The benefits of the Colombia and Panama FTAs would add an estimated $25 million in pork exports by 2016 and about $35 million in beef exports.
While the US awaits passage of the FTAs in Washington, the European Union (EU) has implemented advantageous trade agreements with South Korea, Colombia and Peru. At the same time, Canada has agreed on an FTA with Colombia, and Australia and Korea are said to be close to signing an FTA that will benefit Australian beef exports to Korea.
US red meat exports are on a record pace through the first six months of 2011. Beef and pork exports are each projected to top five billion dollars for the first time in history during 2011, barring any significant changes in market conditions.
"A critical factor in the US’ ability to maintain the current pace of exports is ensuring a level playing field internationally," said Philip Seng, USMEF president and CEO.

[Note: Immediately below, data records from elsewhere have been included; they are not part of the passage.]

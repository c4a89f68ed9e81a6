use super::suppression::WILDCARD;
use super::*;

fn parse_single_resource(content: &str) -> ParsedResource {
    let (mut resources, _) = parse_main_source(content, "main.tf").unwrap();
    assert_eq!(resources.len(), 1);
    resources.remove(0)
}

#[test]
fn collects_resources_and_data_sources() {
    let content = r#"
resource "azurerm_key_vault" "vault" {
  name = "kv"
}

data "azurerm_client_config" "current" {}

module "network" {
  source = "./modules/network"
}
"#;
    let (resources, data_sources) = parse_main_source(content, "main.tf").unwrap();
    assert_eq!(resources.len(), 1);
    assert_eq!(resources[0].type_name, "azurerm_key_vault");
    assert_eq!(resources[0].name, "vault");
    assert!(resources[0].data.properties.contains("name"));
    assert_eq!(data_sources.len(), 1);
    assert_eq!(data_sources[0].type_name, "azurerm_client_config");
}

#[test]
fn short_label_blocks_are_skipped() {
    let content = r#"
resource "azurerm_key_vault" {
  name = "kv"
}
"#;
    let (resources, data_sources) = parse_main_source(content, "main.tf").unwrap();
    assert!(resources.is_empty());
    assert!(data_sources.is_empty());
}

#[test]
fn empty_source_yields_empty_results() {
    let (resources, data_sources) = parse_main_source("", "main.tf").unwrap();
    assert!(resources.is_empty());
    assert!(data_sources.is_empty());
}

#[test]
fn syntax_errors_surface_the_file_name() {
    let err = parse_main_source("resource \"a\" {", "modules/vault/main.tf").unwrap_err();
    match err {
        crate::Error::Parse { file, .. } => assert_eq!(file, "modules/vault/main.tf"),
        other => panic!("expected parse error, got {other:?}"),
    }
}

#[test]
fn nested_blocks_are_recursed() {
    let resource = parse_single_resource(
        r#"
resource "azurerm_key_vault" "vault" {
  name = "kv"

  network_acls {
    bypass         = "AzureServices"
    default_action = "Deny"

    virtual_network_subnet_ids {
      id = "subnet"
    }
  }
}
"#,
    );
    let acls = &resource.data.static_blocks["network_acls"];
    assert!(acls.properties.contains("bypass"));
    assert!(acls.properties.contains("default_action"));
    assert!(acls.static_blocks.contains_key("virtual_network_subnet_ids"));
}

#[test]
fn duplicate_static_blocks_overwrite() {
    let resource = parse_single_resource(
        r#"
resource "azurerm_key_vault" "vault" {
  contact {
    email = "a@b.c"
  }
  contact {
    phone = "123"
  }
}
"#,
    );
    let contact = &resource.data.static_blocks["contact"];
    assert!(contact.properties.contains("phone"));
    assert!(!contact.properties.contains("email"));
}

#[test]
fn dynamic_block_content_is_captured() {
    let resource = parse_single_resource(
        r#"
resource "azurerm_key_vault" "vault" {
  dynamic "access_policy" {
    for_each = var.policies
    content {
      object_id = access_policy.value.object_id
    }
  }
}
"#,
    );
    let policy = &resource.data.dynamic_blocks["access_policy"];
    assert!(policy.properties.contains("object_id"));
    // `for_each` belongs to the generator, not the generated body.
    assert!(!policy.properties.contains("for_each"));
    assert!(resource.data.static_blocks.is_empty());
}

#[test]
fn dynamic_block_without_content_falls_back_to_its_body() {
    let resource = parse_single_resource(
        r#"
resource "azurerm_key_vault" "vault" {
  dynamic "access_policy" {
    for_each  = var.policies
    object_id = "direct"
  }
}
"#,
    );
    let policy = &resource.data.dynamic_blocks["access_policy"];
    assert!(policy.properties.contains("object_id"));
    assert!(policy.properties.contains("for_each"));
}

#[test]
fn repeated_dynamic_labels_merge() {
    let resource = parse_single_resource(
        r#"
resource "azurerm_key_vault" "vault" {
  dynamic "access_policy" {
    for_each = var.a
    content {
      object_id = "x"
      certificate_permissions {
        get = true
      }
    }
  }
  dynamic "access_policy" {
    for_each = var.b
    content {
      tenant_id = "y"
      certificate_permissions {
        list = true
      }
    }
  }
}
"#,
    );
    assert_eq!(resource.data.dynamic_blocks.len(), 1);
    let policy = &resource.data.dynamic_blocks["access_policy"];
    assert!(policy.properties.contains("object_id"));
    assert!(policy.properties.contains("tenant_id"));
    let permissions = &policy.static_blocks["certificate_permissions"];
    assert!(permissions.properties.contains("get"));
    assert!(permissions.properties.contains("list"));
}

#[test]
fn dynamic_block_with_two_labels_is_ignored() {
    let resource = parse_single_resource(
        r#"
resource "azurerm_key_vault" "vault" {
  dynamic "a" "b" {
    content {
      x = 1
    }
  }
}
"#,
    );
    assert!(resource.data.dynamic_blocks.is_empty());
}

#[test]
fn lifecycle_identifiers_reach_ignore_changes() {
    let resource = parse_single_resource(
        r#"
resource "azurerm_key_vault" "vault" {
  lifecycle {
    ignore_changes = [tags, sku_name]
  }
}
"#,
    );
    assert!(resource.data.ignore_changes.iter().any(|n| n == "tags"));
    assert!(resource.data.ignore_changes.iter().any(|n| n == "sku_name"));
    // lifecycle never lands in the structural model
    assert!(resource.data.static_blocks.is_empty());
}

#[test]
fn lifecycle_string_literals_collect_through_both_paths() {
    let resource = parse_single_resource(
        r#"
resource "azurerm_key_vault" "vault" {
  lifecycle {
    ignore_changes = ["tags"]
  }
}
"#,
    );
    let hits =
        resource.data.ignore_changes.iter().filter(|n| n.as_str() == "tags").count();
    assert!(hits >= 2, "both extraction paths should contribute: {:?}", resource.data.ignore_changes);
}

#[test]
fn lifecycle_all_promotes_to_wildcard() {
    let resource = parse_single_resource(
        r#"
resource "azurerm_key_vault" "vault" {
  lifecycle {
    ignore_changes = ["all"]
  }
}
"#,
    );
    assert!(resource.data.ignore_changes.iter().any(|n| n == WILDCARD));
}

#[test]
fn nested_lifecycle_scopes_stay_local() {
    let resource = parse_single_resource(
        r#"
resource "azurerm_key_vault" "vault" {
  network_acls {
    lifecycle {
      ignore_changes = [bypass]
    }
  }
}
"#,
    );
    assert!(resource.data.ignore_changes.is_empty());
    let acls = &resource.data.static_blocks["network_acls"];
    assert!(acls.ignore_changes.iter().any(|n| n == "bypass"));
}

#[test]
fn provider_requirements_are_extracted_and_normalized() {
    let content = r#"
terraform {
  required_version = ">= 1.0"

  required_providers {
    azurerm = {
      source  = "hashicorp/azurerm"
      version = "~> 3.0"
    }
    random = {
      source = "registry.terraform.io/hashicorp/random"
    }
  }
}
"#;
    let providers = parse_provider_requirements_source(content, "terraform.tf").unwrap();
    assert_eq!(providers.len(), 2);
    assert_eq!(providers["azurerm"].source, "registry.terraform.io/hashicorp/azurerm");
    assert_eq!(providers["azurerm"].version, "~> 3.0");
    assert_eq!(providers["random"].source, "registry.terraform.io/hashicorp/random");
    assert_eq!(providers["random"].version, "");
}

#[test]
fn non_object_provider_entries_are_skipped() {
    let content = r#"
terraform {
  required_providers {
    azurerm = "hashicorp/azurerm"
  }
}
"#;
    let providers = parse_provider_requirements_source(content, "terraform.tf").unwrap();
    assert!(providers.is_empty());
}

#[test]
fn missing_requirements_file_is_empty() {
    let dir = tempfile::tempdir().unwrap();
    let providers = parse_provider_requirements(&dir.path().join("terraform.tf")).unwrap();
    assert!(providers.is_empty());
}

#[test]
fn normalize_source_is_idempotent() {
    let once = normalize_source("hashicorp/azurerm");
    assert_eq!(once, "registry.terraform.io/hashicorp/azurerm");
    assert_eq!(normalize_source(&once), once);
    assert_eq!(normalize_source("builtin"), "builtin");
    assert_eq!(normalize_source(""), "");
}

#[test]
fn merge_moves_vacant_children_and_concatenates_suppressions() {
    let mut dest = BlockData::default();
    dest.properties.insert("a".to_string());
    dest.ignore_changes.push("tags".to_string());

    let mut child = BlockData::default();
    child.properties.insert("x".to_string());
    let mut src = BlockData::default();
    src.properties.insert("b".to_string());
    src.static_blocks.insert("inner".to_string(), child);
    src.ignore_changes.push("sku".to_string());

    dest.merge_from(src);
    assert!(dest.properties.contains("a") && dest.properties.contains("b"));
    assert!(dest.static_blocks["inner"].properties.contains("x"));
    assert_eq!(dest.ignore_changes, vec!["tags".to_string(), "sku".to_string()]);
}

"If our international competitors are able to gain significant market access and tariff advantages, that will put US products in a very tough position."
Mr Seng noted that in South Korea, for example, duties on beef imports would be reduced from 40 per cent to zero over 15 years while pork duties of 22.5 per cent on chilled product and 25 per cent on frozen would be phased out by 2016. Supplying countries whose duties are eliminated first gain a material benefit that could last for years.
"Our members have been outspoken to us that approving these free trade agreements is the highest priority for our industry," said Mr Seng.
"Congress and the administration have the opportunity to act on these FTAs this fall to keep the US competitive with the EU, Canada and other aggressive competitors."